PROBLEM TO WORK ON: Write out again, please, the records below from the first line to the line holding "pair of nodes.", inclusive, and nothing else.

BEGIN EXERCISE INPUTS

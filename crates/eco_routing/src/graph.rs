use fxhash::FxHashMap;
use serde::Serialize;
use tracing::trace;

use crate::{
    geopoint::GeoPoint,
    weighting::{Kilometers, Weight},
};

pub type NodeId = usize;
pub type EdgeId = usize;

#[derive(Debug, Clone, Copy, PartialEq, Serialize)]
pub struct GraphEdge {
    id: EdgeId,
    start_node: NodeId,
    end_node: NodeId,
    distance: Kilometers,
    weight: Weight,
}

impl GraphEdge {
    pub fn id(&self) -> EdgeId {
        self.id
    }

    pub fn start_node(&self) -> NodeId {
        self.start_node
    }

    pub fn end_node(&self) -> NodeId {
        self.end_node
    }

    pub fn distance(&self) -> Kilometers {
        self.distance
    }

    pub fn weight(&self) -> Weight {
        self.weight
    }
}

/// Read access used by the shortest path algorithms.
pub trait Graph {
    type EdgeIterator<'a>: Iterator<Item = EdgeId>
    where
        Self: 'a;

    fn node_count(&self) -> usize;

    fn edge_count(&self) -> usize;

    fn node_id(&self, point: &GeoPoint) -> Option<NodeId>;

    fn node_geometry(&self, node: NodeId) -> &GeoPoint;

    /// Outgoing edges of `node`, in insertion order.
    fn node_edges_iter(&self, node: NodeId) -> Self::EdgeIterator<'_>;

    fn edge(&self, edge: EdgeId) -> &GraphEdge;
}

/// Outcome of inserting an edge into the graph.
#[derive(Debug, Clone, Copy, PartialEq)]
pub(crate) enum EdgeInsert {
    Added(EdgeId),
    /// An edge already linked the same nodes; `weight` is the surviving (minimum) weight
    Merged { edge_id: EdgeId, weight: Weight },
}

/// Directed graph of a single route. Nodes are coordinates, deduplicated by value,
/// and there is at most one edge per ordered pair of nodes.
#[derive(Debug, Clone, Default)]
pub struct RouteGraph {
    nodes: Vec<GeoPoint>,
    node_index: FxHashMap<GeoPoint, NodeId>,
    edges: Vec<GraphEdge>,
    edge_index: FxHashMap<(NodeId, NodeId), EdgeId>,
    adjacency_list: Vec<Vec<EdgeId>>,
}

impl RouteGraph {
    pub(crate) fn with_capacity(edges: usize) -> RouteGraph {
        RouteGraph {
            nodes: Vec::with_capacity(edges + 1),
            node_index: FxHashMap::default(),
            edges: Vec::with_capacity(edges),
            edge_index: FxHashMap::default(),
            adjacency_list: Vec::with_capacity(edges + 1),
        }
    }

    fn add_node(&mut self, point: GeoPoint) -> NodeId {
        if let Some(&node_id) = self.node_index.get(&point) {
            return node_id;
        }

        let node_id = self.nodes.len();
        self.nodes.push(point);
        self.adjacency_list.push(vec![]);
        self.node_index.insert(point, node_id);
        node_id
    }

    pub(crate) fn add_edge(
        &mut self,
        from: GeoPoint,
        to: GeoPoint,
        distance: Kilometers,
        weight: Weight,
    ) -> EdgeInsert {
        let start_node = self.add_node(from);
        let end_node = self.add_node(to);

        if let Some(&edge_id) = self.edge_index.get(&(start_node, end_node)) {
            let edge = &mut self.edges[edge_id];
            // Strictly cheaper only, so the first of two equal edges is kept
            if weight < edge.weight {
                trace!(edge_id, old = edge.weight, new = weight, "cheaper duplicate edge");
                edge.weight = weight;
                edge.distance = distance;
            }
            return EdgeInsert::Merged {
                edge_id,
                weight: edge.weight,
            };
        }

        let edge_id = self.edges.len();
        self.edges.push(GraphEdge {
            id: edge_id,
            start_node,
            end_node,
            distance,
            weight,
        });
        self.edge_index.insert((start_node, end_node), edge_id);
        self.adjacency_list[start_node].push(edge_id);

        EdgeInsert::Added(edge_id)
    }

    pub fn contains(&self, point: &GeoPoint) -> bool {
        self.node_index.contains_key(point)
    }

    pub fn node(&self, node: NodeId) -> Option<&GeoPoint> {
        self.nodes.get(node)
    }

    pub fn nodes(&self) -> &[GeoPoint] {
        &self.nodes
    }

    pub fn edges(&self) -> &[GraphEdge] {
        &self.edges
    }

    pub fn node_edges(&self, node: NodeId) -> &[EdgeId] {
        &self.adjacency_list[node]
    }

    pub fn edge_between(&self, from: &GeoPoint, to: &GeoPoint) -> Option<&GraphEdge> {
        let start_node = self.node_index.get(from)?;
        let end_node = self.node_index.get(to)?;

        self.edge_index
            .get(&(*start_node, *end_node))
            .map(|&edge_id| &self.edges[edge_id])
    }
}

impl Graph for RouteGraph {
    type EdgeIterator<'a> = std::iter::Copied<std::slice::Iter<'a, EdgeId>>;

    fn node_count(&self) -> usize {
        self.nodes.len()
    }

    fn edge_count(&self) -> usize {
        self.edges.len()
    }

    fn node_id(&self, point: &GeoPoint) -> Option<NodeId> {
        self.node_index.get(point).copied()
    }

    fn node_geometry(&self, node: NodeId) -> &GeoPoint {
        &self.nodes[node]
    }

    fn node_edges_iter(&self, node: NodeId) -> Self::EdgeIterator<'_> {
        self.adjacency_list[node].iter().copied()
    }

    fn edge(&self, edge: EdgeId) -> &GraphEdge {
        &self.edges[edge]
    }
}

END EXERCISE INPUTS

SOLUTION:
filename crates/eco_routing/src/graph.rs
use fxhash::FxHashMap;
use serde::Serialize;
use tracing::trace;

use crate::{
    geopoint::GeoPoint,
    weighting::{Kilometers, Weight},
};

pub type NodeId = usize;
pub type EdgeId = usize;

#[derive(Debug, Clone, Copy, PartialEq, Serialize)]
pub struct GraphEdge {
    id: EdgeId,
    start_node: NodeId,
    end_node: NodeId,
    distance: Kilometers,
    weight: Weight,
}

impl GraphEdge {
    pub fn id(&self) -> EdgeId {
        self.id
    }

    pub fn start_node(&self) -> NodeId {
        self.start_node
    }

    pub fn end_node(&self) -> NodeId {
        self.end_node
    }

    pub fn distance(&self) -> Kilometers {
        self.distance
    }

    pub fn weight(&self) -> Weight {
        self.weight
    }
}

/// Read access used by the shortest path algorithms.
pub trait Graph {
    type EdgeIterator<'a>: Iterator<Item = EdgeId>
    where
        Self: 'a;

    fn node_count(&self) -> usize;

    fn edge_count(&self) -> usize;

    fn node_id(&self, point: &GeoPoint) -> Option<NodeId>;

    fn node_geometry(&self, node: NodeId) -> &GeoPoint;

    /// Outgoing edges of `node`, in insertion order.
    fn node_edges_iter(&self, node: NodeId) -> Self::EdgeIterator<'_>;

    fn edge(&self, edge: EdgeId) -> &GraphEdge;
}

/// Outcome of inserting an edge into the graph.
#[derive(Debug, Clone, Copy, PartialEq)]
pub(crate) enum EdgeInsert {
    Added(EdgeId),
    /// An edge already linked the same nodes; `weight` is the surviving (minimum) weight
    Merged { edge_id: EdgeId, weight: Weight },
}

/// Directed graph of a single route. Nodes are coordinates, deduplicated by value,
/// and there is at most one edge per ordered pair of nodes.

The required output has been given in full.